__INFORMATION PROVIDED__.

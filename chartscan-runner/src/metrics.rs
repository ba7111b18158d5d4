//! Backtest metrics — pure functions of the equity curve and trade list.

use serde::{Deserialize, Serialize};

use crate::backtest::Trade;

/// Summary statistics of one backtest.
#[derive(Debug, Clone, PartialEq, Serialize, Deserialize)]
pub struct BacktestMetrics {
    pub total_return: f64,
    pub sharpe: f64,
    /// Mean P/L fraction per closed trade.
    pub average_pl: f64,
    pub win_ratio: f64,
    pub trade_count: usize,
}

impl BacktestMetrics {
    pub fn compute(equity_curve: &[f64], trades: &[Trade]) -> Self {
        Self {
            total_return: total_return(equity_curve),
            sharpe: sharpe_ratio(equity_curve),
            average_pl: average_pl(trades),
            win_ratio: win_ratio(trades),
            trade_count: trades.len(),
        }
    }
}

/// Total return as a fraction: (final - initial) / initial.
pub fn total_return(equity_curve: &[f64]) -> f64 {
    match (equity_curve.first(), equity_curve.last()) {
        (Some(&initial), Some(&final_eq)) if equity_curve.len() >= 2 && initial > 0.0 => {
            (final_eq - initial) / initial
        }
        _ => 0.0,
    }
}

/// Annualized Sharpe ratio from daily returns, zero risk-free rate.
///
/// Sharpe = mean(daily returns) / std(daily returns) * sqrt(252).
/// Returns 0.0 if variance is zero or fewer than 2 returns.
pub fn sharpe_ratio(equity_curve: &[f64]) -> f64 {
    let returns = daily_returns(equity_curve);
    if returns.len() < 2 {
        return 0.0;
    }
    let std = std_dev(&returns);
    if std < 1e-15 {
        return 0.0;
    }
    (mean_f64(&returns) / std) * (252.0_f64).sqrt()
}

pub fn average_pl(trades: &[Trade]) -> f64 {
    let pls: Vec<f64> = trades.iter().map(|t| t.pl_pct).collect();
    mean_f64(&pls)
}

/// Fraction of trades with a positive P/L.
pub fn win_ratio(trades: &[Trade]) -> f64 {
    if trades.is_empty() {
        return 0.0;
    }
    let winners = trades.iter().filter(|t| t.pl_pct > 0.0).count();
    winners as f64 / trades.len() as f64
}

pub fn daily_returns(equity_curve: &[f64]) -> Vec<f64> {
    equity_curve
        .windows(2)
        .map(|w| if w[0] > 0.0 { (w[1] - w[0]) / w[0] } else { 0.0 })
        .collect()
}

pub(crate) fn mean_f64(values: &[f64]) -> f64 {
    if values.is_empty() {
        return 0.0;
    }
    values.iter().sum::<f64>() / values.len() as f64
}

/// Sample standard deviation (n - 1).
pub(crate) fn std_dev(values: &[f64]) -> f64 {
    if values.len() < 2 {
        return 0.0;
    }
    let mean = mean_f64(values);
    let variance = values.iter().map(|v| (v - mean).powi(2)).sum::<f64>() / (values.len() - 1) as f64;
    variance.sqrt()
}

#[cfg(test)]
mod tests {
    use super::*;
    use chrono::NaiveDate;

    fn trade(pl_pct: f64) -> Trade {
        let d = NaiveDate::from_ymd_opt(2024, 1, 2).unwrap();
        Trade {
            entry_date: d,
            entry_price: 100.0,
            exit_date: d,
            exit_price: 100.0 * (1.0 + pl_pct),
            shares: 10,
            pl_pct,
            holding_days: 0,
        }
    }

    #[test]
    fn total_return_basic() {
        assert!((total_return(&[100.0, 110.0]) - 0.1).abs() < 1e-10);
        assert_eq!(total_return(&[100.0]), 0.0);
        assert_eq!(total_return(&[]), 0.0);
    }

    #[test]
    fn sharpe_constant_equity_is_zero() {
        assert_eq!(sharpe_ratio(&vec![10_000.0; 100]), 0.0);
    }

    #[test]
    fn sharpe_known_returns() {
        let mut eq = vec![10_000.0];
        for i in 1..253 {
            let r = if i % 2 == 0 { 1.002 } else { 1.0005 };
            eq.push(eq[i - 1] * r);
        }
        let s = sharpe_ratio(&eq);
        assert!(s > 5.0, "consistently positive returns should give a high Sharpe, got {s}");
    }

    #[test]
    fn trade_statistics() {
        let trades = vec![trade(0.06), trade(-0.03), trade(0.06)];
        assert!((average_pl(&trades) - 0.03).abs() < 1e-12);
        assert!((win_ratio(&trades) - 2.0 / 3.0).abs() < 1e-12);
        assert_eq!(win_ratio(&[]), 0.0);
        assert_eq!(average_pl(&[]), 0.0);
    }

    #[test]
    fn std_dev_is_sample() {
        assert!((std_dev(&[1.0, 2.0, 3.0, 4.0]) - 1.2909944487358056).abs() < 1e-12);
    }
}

__TASK ITEM__.
Return, exactly, the lines from the first line of the records above to the line containing "(Some(&initial), Some(&final_eq)) if", both included.

__SOLUTION TO THIS PROBLEM__.
filename chartscan-runner/src/metrics.rs
repository ba7111b18158d5d4
//! Backtest metrics — pure functions of the equity curve and trade list.

use serde::{Deserialize, Serialize};

use crate::backtest::Trade;

/// Summary statistics of one backtest.
#[derive(Debug, Clone, PartialEq, Serialize, Deserialize)]
pub struct BacktestMetrics {
    pub total_return: f64,
    pub sharpe: f64,
    /// Mean P/L fraction per closed trade.
    pub average_pl: f64,
    pub win_ratio: f64,
    pub trade_count: usize,
}

impl BacktestMetrics {
    pub fn compute(equity_curve: &[f64], trades: &[Trade]) -> Self {
        Self {
            total_return: total_return(equity_curve),
            sharpe: sharpe_ratio(equity_curve),
            average_pl: average_pl(trades),
            win_ratio: win_ratio(trades),
            trade_count: trades.len(),
        }
    }
}

/// Total return as a fraction: (final - initial) / initial.
pub fn total_return(equity_curve: &[f64]) -> f64 {
    match (equity_curve.first(), equity_curve.last()) {
        (Some(&initial), Some(&final_eq)) if equity_curve.len() >= 2 && initial > 0.0 => {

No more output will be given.